**WHAT THE EXERCISE ASKS**
Look through the data and write out every line with the word "index" in it.

########################################

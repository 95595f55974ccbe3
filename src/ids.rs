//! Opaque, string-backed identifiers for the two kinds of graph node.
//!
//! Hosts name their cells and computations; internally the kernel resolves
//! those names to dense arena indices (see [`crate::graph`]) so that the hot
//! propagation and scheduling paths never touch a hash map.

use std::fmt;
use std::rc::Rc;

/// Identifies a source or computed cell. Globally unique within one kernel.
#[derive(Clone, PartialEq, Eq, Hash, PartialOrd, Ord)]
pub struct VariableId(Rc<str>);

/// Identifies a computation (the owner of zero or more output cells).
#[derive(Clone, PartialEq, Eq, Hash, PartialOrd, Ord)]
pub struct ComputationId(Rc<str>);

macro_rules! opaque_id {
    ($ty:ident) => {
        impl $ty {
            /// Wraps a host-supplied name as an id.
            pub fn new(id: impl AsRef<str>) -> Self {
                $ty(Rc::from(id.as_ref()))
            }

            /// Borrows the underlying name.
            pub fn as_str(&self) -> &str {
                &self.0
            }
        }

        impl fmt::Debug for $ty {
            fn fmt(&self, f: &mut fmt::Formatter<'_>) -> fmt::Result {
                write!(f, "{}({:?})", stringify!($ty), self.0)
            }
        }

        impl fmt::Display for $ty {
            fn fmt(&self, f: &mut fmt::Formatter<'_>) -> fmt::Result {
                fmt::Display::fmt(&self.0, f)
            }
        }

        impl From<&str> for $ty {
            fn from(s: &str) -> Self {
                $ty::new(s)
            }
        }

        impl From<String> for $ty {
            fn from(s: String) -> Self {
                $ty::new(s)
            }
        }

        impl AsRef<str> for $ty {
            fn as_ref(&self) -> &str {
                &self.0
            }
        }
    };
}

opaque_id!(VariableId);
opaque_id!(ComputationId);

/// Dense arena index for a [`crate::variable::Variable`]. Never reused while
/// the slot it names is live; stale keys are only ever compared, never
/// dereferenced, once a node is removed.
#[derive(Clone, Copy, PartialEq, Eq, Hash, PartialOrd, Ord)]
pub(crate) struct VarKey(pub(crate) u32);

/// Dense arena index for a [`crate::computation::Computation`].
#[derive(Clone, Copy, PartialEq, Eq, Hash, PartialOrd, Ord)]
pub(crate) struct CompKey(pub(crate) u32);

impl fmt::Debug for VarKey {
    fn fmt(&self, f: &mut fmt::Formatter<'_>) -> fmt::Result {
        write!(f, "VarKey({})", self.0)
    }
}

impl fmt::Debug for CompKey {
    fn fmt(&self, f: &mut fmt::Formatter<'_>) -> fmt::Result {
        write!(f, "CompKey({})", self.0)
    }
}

########################################

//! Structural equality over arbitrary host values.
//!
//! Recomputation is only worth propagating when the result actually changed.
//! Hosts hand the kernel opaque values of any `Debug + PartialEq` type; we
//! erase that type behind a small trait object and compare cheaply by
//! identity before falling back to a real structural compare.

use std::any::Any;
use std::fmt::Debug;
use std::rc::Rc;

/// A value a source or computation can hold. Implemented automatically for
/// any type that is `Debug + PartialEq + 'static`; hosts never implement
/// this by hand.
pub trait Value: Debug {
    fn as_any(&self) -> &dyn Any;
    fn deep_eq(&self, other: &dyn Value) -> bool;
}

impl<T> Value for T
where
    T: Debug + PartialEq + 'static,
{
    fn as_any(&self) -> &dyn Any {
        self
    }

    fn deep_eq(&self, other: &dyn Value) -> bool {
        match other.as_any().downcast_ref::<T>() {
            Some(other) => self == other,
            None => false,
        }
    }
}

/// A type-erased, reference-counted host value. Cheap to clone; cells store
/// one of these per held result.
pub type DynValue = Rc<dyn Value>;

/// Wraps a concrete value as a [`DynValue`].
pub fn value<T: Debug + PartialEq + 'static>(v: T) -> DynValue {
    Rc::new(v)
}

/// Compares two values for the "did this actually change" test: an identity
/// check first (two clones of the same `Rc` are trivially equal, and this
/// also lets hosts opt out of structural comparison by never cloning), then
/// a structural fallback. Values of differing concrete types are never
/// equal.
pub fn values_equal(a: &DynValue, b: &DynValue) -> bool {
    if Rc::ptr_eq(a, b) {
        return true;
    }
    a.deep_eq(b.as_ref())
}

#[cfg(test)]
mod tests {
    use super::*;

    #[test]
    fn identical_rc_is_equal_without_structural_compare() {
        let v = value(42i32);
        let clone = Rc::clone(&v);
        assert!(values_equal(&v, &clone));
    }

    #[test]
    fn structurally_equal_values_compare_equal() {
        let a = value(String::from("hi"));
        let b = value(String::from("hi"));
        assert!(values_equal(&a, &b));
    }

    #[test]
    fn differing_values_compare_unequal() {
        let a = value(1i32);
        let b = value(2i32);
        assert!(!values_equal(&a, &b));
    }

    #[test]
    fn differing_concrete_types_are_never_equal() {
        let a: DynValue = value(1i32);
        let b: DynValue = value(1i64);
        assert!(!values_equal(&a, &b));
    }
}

########################################

**THE ANSWER**
/// Dense arena index for a [`crate::variable::Variable`]. Never reused while
/// Dense arena index for a [`crate::computation::Computation`].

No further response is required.